Do outro lado do papel está Inna Perxyhkoba, uma das adolescentes que precisou deixar a Ucrânia. Ela conta que perdeu uma irmã durante os ataques russos e, agora, vive com os pais em uma cidade da Noruega. Apesar da dificuldade em falar sobre o assunto, Inna relata gratidão em receber o apoio através das cartas.
— Eu vivia com medo e sabia que isso não era bom para mim. Não sei se vou voltar (para a Ucrânia). Estou muito agradecida aos brasileiros. Eles me amam muito e o que fizeram é muito bom (referindo-se às cartas) — disse, com ajuda de um tradutor.

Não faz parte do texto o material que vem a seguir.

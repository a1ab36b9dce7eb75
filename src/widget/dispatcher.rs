//! Request dispatch to the remote assistant.
//!
//! The [`ChatBackend`] trait is the seam between the widget and the network.
//! [`HttpChatBackend`] is the production implementation: a JSON `POST` of
//! `{"message": ...}` expecting `{"reply": ...}` back.
//!
//! [`Dispatcher`] runs each request on its own task and always reports a
//! settlement to the widget, including when the backend panics.

use std::sync::Arc;
use std::time::{Duration, Instant};

use serde::{Deserialize, Serialize};
use tokio::sync::mpsc::{UnboundedSender, WeakUnboundedSender};
use tokio::task::JoinHandle;
use tracing::Instrument;
use url::Url;

use super::runtime::Command;
use super::state::{Action, Outcome, RequestId};
use crate::error::DispatchError;

/// Error bodies longer than this are cut before logging.
const MAX_ERROR_BODY: usize = 512;

/// Something that can answer a chat message.
#[async_trait::async_trait]
pub trait ChatBackend: Send + Sync + std::fmt::Debug {
    /// Send one message and wait for the reply text.
    async fn send(&self, message: &str) -> Result<String, DispatchError>;
}

/// Request body for the remote endpoint.
#[derive(Debug, Serialize)]
struct ChatRequest<'a> {
    message: &'a str,
}

/// Success body from the remote endpoint. Other fields are ignored.
#[derive(Debug, Deserialize)]
struct ChatReply {
    reply: String,
}

/// [`ChatBackend`] that talks to a fixed HTTP endpoint.
#[derive(Debug, Clone)]
pub struct HttpChatBackend {
    http: reqwest::Client,
    endpoint: Url,
}

impl HttpChatBackend {
    /// Create a backend for `endpoint`.
    ///
    /// Without a `timeout` the client's default applies.
    pub fn new(endpoint: Url, timeout: Option<Duration>) -> Result<Self, DispatchError> {
        let mut builder = reqwest::Client::builder();
        if let Some(timeout) = timeout {
            builder = builder.timeout(timeout);
        }
        Ok(Self {
            http: builder.build()?,
            endpoint,
        })
    }

    /// Create a backend with a caller-supplied client.
    #[must_use]
    pub fn with_client(endpoint: Url, http: reqwest::Client) -> Self {
        Self { http, endpoint }
    }

    #[must_use]
    pub fn endpoint(&self) -> &Url {
        &self.endpoint
    }
}

#[async_trait::async_trait]
impl ChatBackend for HttpChatBackend {
    async fn send(&self, message: &str) -> Result<String, DispatchError> {
        let response = self
            .http
            .post(self.endpoint.clone())
            .json(&ChatRequest { message })
            .send()
            .await?;

        let status = response.status();
        let body = response.bytes().await?;

        if !status.is_success() {
            return Err(DispatchError::Status {
                status: status.as_u16(),
                body: String::from_utf8_lossy(&body)
                    .chars()
                    .take(MAX_ERROR_BODY)
                    .collect(),
            });
        }

        let reply: ChatReply = serde_json::from_slice(&body)?;
        Ok(reply.reply)
    }
}

/// Reports a request's settlement exactly once.
///
/// If the guard is dropped without [`SettleGuard::settle`] having been
/// called (the backend panicked, or the task was torn down), it settles the
/// request as failed.
#[derive(Debug)]
struct SettleGuard {
    request: RequestId,
    commands: Option<UnboundedSender<Command>>,
}

impl SettleGuard {
    fn new(request: RequestId, commands: Option<UnboundedSender<Command>>) -> Self {
        Self { request, commands }
    }

    fn settle(mut self, outcome: Outcome) {
        self.report(outcome);
    }

    fn report(&mut self, outcome: Outcome) {
        if let Some(commands) = self.commands.take() {
            let action = Action::Settled {
                request: self.request,
                outcome,
            };
            if commands.send(Command::notify(action)).is_err() {
                tracing::warn!(request = %self.request, "Widget closed before settlement");
            }
        }
    }
}

impl Drop for SettleGuard {
    fn drop(&mut self) {
        if self.commands.is_some() {
            tracing::error!(request = %self.request, "Request ended without an outcome");
            self.report(Outcome::Failed);
        }
    }
}

/// Spawns one task per request against a shared backend.
///
/// Holds only a weak reference to the widget's inbox; each in-flight request
/// holds a strong one until it settles.
#[derive(Debug, Clone)]
pub struct Dispatcher {
    backend: Arc<dyn ChatBackend>,
    commands: WeakUnboundedSender<Command>,
}

impl Dispatcher {
    pub(crate) fn new(backend: Arc<dyn ChatBackend>, commands: &UnboundedSender<Command>) -> Self {
        Self {
            backend,
            commands: commands.downgrade(),
        }
    }

    /// Send `text` in the background.
    ///
    /// The returned handle is only useful for tests; the widget learns the
    /// result through [`Action::Settled`].
    pub fn dispatch(&self, request: RequestId, text: String) -> JoinHandle<()> {
        let backend = Arc::clone(&self.backend);
        let commands = self.commands.upgrade();
        if commands.is_none() {
            tracing::warn!(%request, "Widget closed; reply will be discarded");
        }
        let guard = SettleGuard::new(request, commands);
        let span = tracing::info_span!("dispatch", %request);

        tokio::spawn(
            async move {
                let started = Instant::now();
                let outcome = match backend.send(&text).await {
                    Ok(reply) => {
                        tracing::info!(
                            elapsed_ms = started.elapsed().as_millis(),
                            reply_length = reply.len(),
                            "Reply received"
                        );
                        Outcome::Reply(reply)
                    }
                    Err(e) => {
                        tracing::error!(
                            elapsed_ms = started.elapsed().as_millis(),
                            error = %e,
                            "Error contacting assistant"
                        );
                        Outcome::Failed
                    }
                };
                guard.settle(outcome);
            }
            .instrument(span),
        )
    }
}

Com as cartas, os estudantes de Sarandi fizeram o exercício de se colocar no lugar dos refugiados e tentar compreender o que viveram no processo de sair do país. Para muitos casos, as jornadas levavam dias e eram permeadas pelo medo de novos ataques.
— Recriar a vida novamente num outro país que com certeza é diferente de onde eles viviam não deve ser fácil. Então acho que o principal é o sentimento de empatia que tivemos que criar algo mais forte em cima disso — disse o estudante Igor Merlin, 15 anos, morador de Sarandi.
História virou livro
A partir das cartas, uma nova fase do projeto tomou forma: com ajuda da professora Fernanda, os alunos gaúchos passaram a escrever sobre os detalhes da saga. Nos textos, compartilharam os momentos vividos, desde o contato com os estrangeiros até uma visita a um evento onde estava o autor Fábio Monteiro, do livro Cartas a Povos Distantes, que inspirou o projeto.
O livro foi lançado em 15 de março de 2024 e está disponível em plataformas digitais. Ao todo, são 102 páginas com história sobre o contato feito com os ucranianos, além de fotos das cartas que foram enviadas e recebidas pelos estudantes escritores.
— Fazer com que um aluno saiba essas diferenças e consiga conversar com pessoas que estão vivenciando a guerra é um crescimento que eu acredito que os torne cidadãos melhores. A ideia é que eles se tornem pessoas que vão interagir com outras sempre pensando: "como você está vivendo, qual a tua realidade?" — enfatizou a professora.
— Ninguém esperava que a sementinha que plantamos ia se transformar em uma árvore tão grandiosa e cheia de frutos — completou Isabela.